Overtime Calculator
Enter your hourly rate and hours worked to see regular pay, overtime pay at 1.5×, and total earnings across every pay period.
1.5 = time & a half · 2.0 = double time
Weekly Total Pay
$1,375.00
50 total hours · $27.50/hr effective
Regular Pay
$1,000.00
$25.00/hr
Overtime Pay
$375.00
$37.50/hr
OT Rate
$37.50
per OT hour
Earnings projections (same hours every week)
Biweekly
$2,750.00
Monthly
$5,958.33
Annual
$71,500.00
How to Use This Calculator
Enter four values and your overtime pay appears instantly:
- Hourly rate: Your base pay per hour — the rate for regular (non-overtime) hours. Do not use your overtime rate here.
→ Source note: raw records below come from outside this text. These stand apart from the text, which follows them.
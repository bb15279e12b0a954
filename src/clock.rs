use crate::port::PortId;
use vcell::VolatileCell;

/// `SYSCTL.RCGCGPIO`, the run mode clock gating register of the GPIO ports
const RCGCGPIO: *const VolatileCell<u32> = 0x400F_E608 as *const VolatileCell<u32>;

/// Enable the run mode clock of a GPIO port
pub(crate) fn enable_gpio_clock(port: PortId) {
    // Safety: RCGCGPIO is always mapped, and only the bit for this port is set
    let rcgcgpio = unsafe { &*RCGCGPIO };
    rcgcgpio.set(rcgcgpio.get() | (1 << port.index()));
}

/// Set of ports whose clock was already enabled during one configuration pass
///
/// Bit n stands for port n, so six bits are in use.
#[derive(Debug, Default, Clone, Copy, PartialEq, Eq)]
pub struct PortClocks(u8);

impl PortClocks {
    /// Mark a port as clocked. Returns `true` if it was not marked before
    #[inline]
    pub fn insert(&mut self, port: PortId) -> bool {
        let bit = 1 << port.index();
        let new = self.0 & bit == 0;
        self.0 |= bit;
        new
    }

    #[inline]
    pub fn contains(&self, port: PortId) -> bool {
        self.0 & (1 << port.index()) != 0
    }

    #[inline]
    pub fn bits(&self) -> u8 {
        self.0
    }
}
//! Mapping from port and pin identifiers to the hardware
use super::error::PortError;
use super::reg::RegisterBlock;
use core::convert::TryFrom;

/// Number of pins in one port block
pub const PINS_PER_PORT: u8 = 8;

/// Base addresses of the APB port blocks, indexed by [`PortId`]
const BASE_ADDRESSES: [usize; PortId::COUNT] = [
    0x4000_4000,
    0x4000_5000,
    0x4000_6000,
    0x4000_7000,
    0x4002_4000,
    0x4002_5000,
];

/// The six GPIO ports of the TM4C123
#[derive(Debug, Clone, Copy, PartialEq, Eq)]
pub enum PortId {
    A = 0,
    B = 1,
    C = 2,
    D = 3,
    E = 4,
    F = 5,
}

impl PortId {
    pub const COUNT: usize = 6;

    pub const ALL: [PortId; PortId::COUNT] = [
        PortId::A,
        PortId::B,
        PortId::C,
        PortId::D,
        PortId::E,
        PortId::F,
    ];

    #[inline]
    pub const fn index(self) -> usize {
        self as usize
    }

    #[inline]
    pub const fn base_address(self) -> usize {
        BASE_ADDRESSES[self.index()]
    }

    #[inline]
    pub const fn ptr(self) -> *const RegisterBlock {
        self.base_address() as *const RegisterBlock
    }
}

impl TryFrom<u8> for PortId {
    type Error = PortError;

    fn try_from(value: u8) -> Result<Self, Self::Error> {
        PortId::ALL
            .get(value as usize)
            .copied()
            .ok_or(PortError::InvalidPort)
    }
}

/// Physical location of a pin: its port and the channel within the port
#[derive(Debug, Clone, Copy, PartialEq, Eq)]
pub struct PinLocation {
    pub port: PortId,
    pub channel: u8,
}

impl PinLocation {
    /// Resolve raw port and channel numbers
    ///
    /// Fails with [`PortError::InvalidPort`] for ports outside A..F and with
    /// [`PortError::InvalidChannel`] for channels outside 0..7.
    pub fn new(port: u8, channel: u8) -> Result<Self, PortError> {
        let port = PortId::try_from(port)?;
        if channel >= PINS_PER_PORT {
            return Err(PortError::InvalidChannel);
        }
        Ok(PinLocation { port, channel })
    }

    #[inline]
    pub const fn mask(self) -> u32 {
        1 << self.channel
    }

    /// Mask of the 4 bit function select field of this pin in `GPIOPCTL`
    #[inline]
    pub const fn pctl_mask(self) -> u32 {
        0x0F << (self.channel as u32 * 4)
    }

    /// PD7 and PF0 are behind `GPIOLOCK`/`GPIOCR`
    #[inline]
    pub const fn requires_unlock(self) -> bool {
        matches!(
            (self.port, self.channel),
            (PortId::D, 7) | (PortId::F, 0)
        )
    }

    /// PC0..PC3 carry JTAG/SWD and are never reconfigured
    #[inline]
    pub const fn is_debug_reserved(self) -> bool {
        matches!(self.port, PortId::C) && self.channel < 4
    }

    /// Reject pins which must not be written
    #[inline]
    pub fn writable(self) -> Result<Self, PortError> {
        if self.is_debug_reserved() {
            Err(PortError::ReservedPin)
        } else {
            Ok(self)
        }
    }
}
- OT multiplier: How many times your regular rate you earn for overtime hours. The federal minimum is 1.5× (time and a half). Double time is 2.0×. Some contracts specify 2.5× or other rates.
- Regular hours: Hours worked at your base rate this week, up to 40. If you are a non-exempt employee and this number exceeds 40, an FLSA warning appears — those extra hours should be moved to overtime.
- Overtime hours: Hours worked beyond the 40-hour threshold (or the applicable daily threshold in your state). These hours are multiplied by the OT multiplier.
The calculator shows your weekly total, then projects biweekly, monthly, and annual earnings assuming you work the same pattern every week. It also shows your effective hourly rate — your total weekly pay divided by total hours — which gives you a single number for comparison.
The Federal Overtime Law — What the FLSA Requires
The Fair Labor Standards Act (FLSA), signed into law in 1938, is the federal statute governing overtime pay in the United States. Its core overtime provision is simple: covered employers must pay non-exempt employees at least 1.5 times their regular rate of pay for all hours worked over 40 in a workweek.
A few important definitions under the FLSA:
- Workweek: Any fixed, regularly recurring period of 168 consecutive hours — 7 days × 24 hours. An employer can designate any day as the start of the workweek (Tuesday to Monday, for example), but once set, it cannot be changed to avoid overtime. The FLSA explicitly prohibits averaging hours across two or more workweeks.
- Regular rate of pay: Not just the base hourly wage. The regular rate includes most additional compensation — shift differentials, production bonuses, commissions, and non-discretionary bonuses. Vacation pay, holiday pay, and discretionary bonuses are generally excluded. The regular rate is the foundation for calculating the correct 1.5× overtime premium.
- Coverage: The FLSA applies to most private-sector employers with $500,000 or more in annual gross sales, and to all hospitals, schools, government agencies, and employers engaged in interstate commerce — which effectively covers the vast majority of US workers.
What the FLSA does not require: Double time, overtime for weekend or holiday work just because it is a weekend or holiday, pay raises, or benefit packages. These are matters of agreement between employers and employees. The FLSA sets a floor — employers can always offer more, but cannot offer less.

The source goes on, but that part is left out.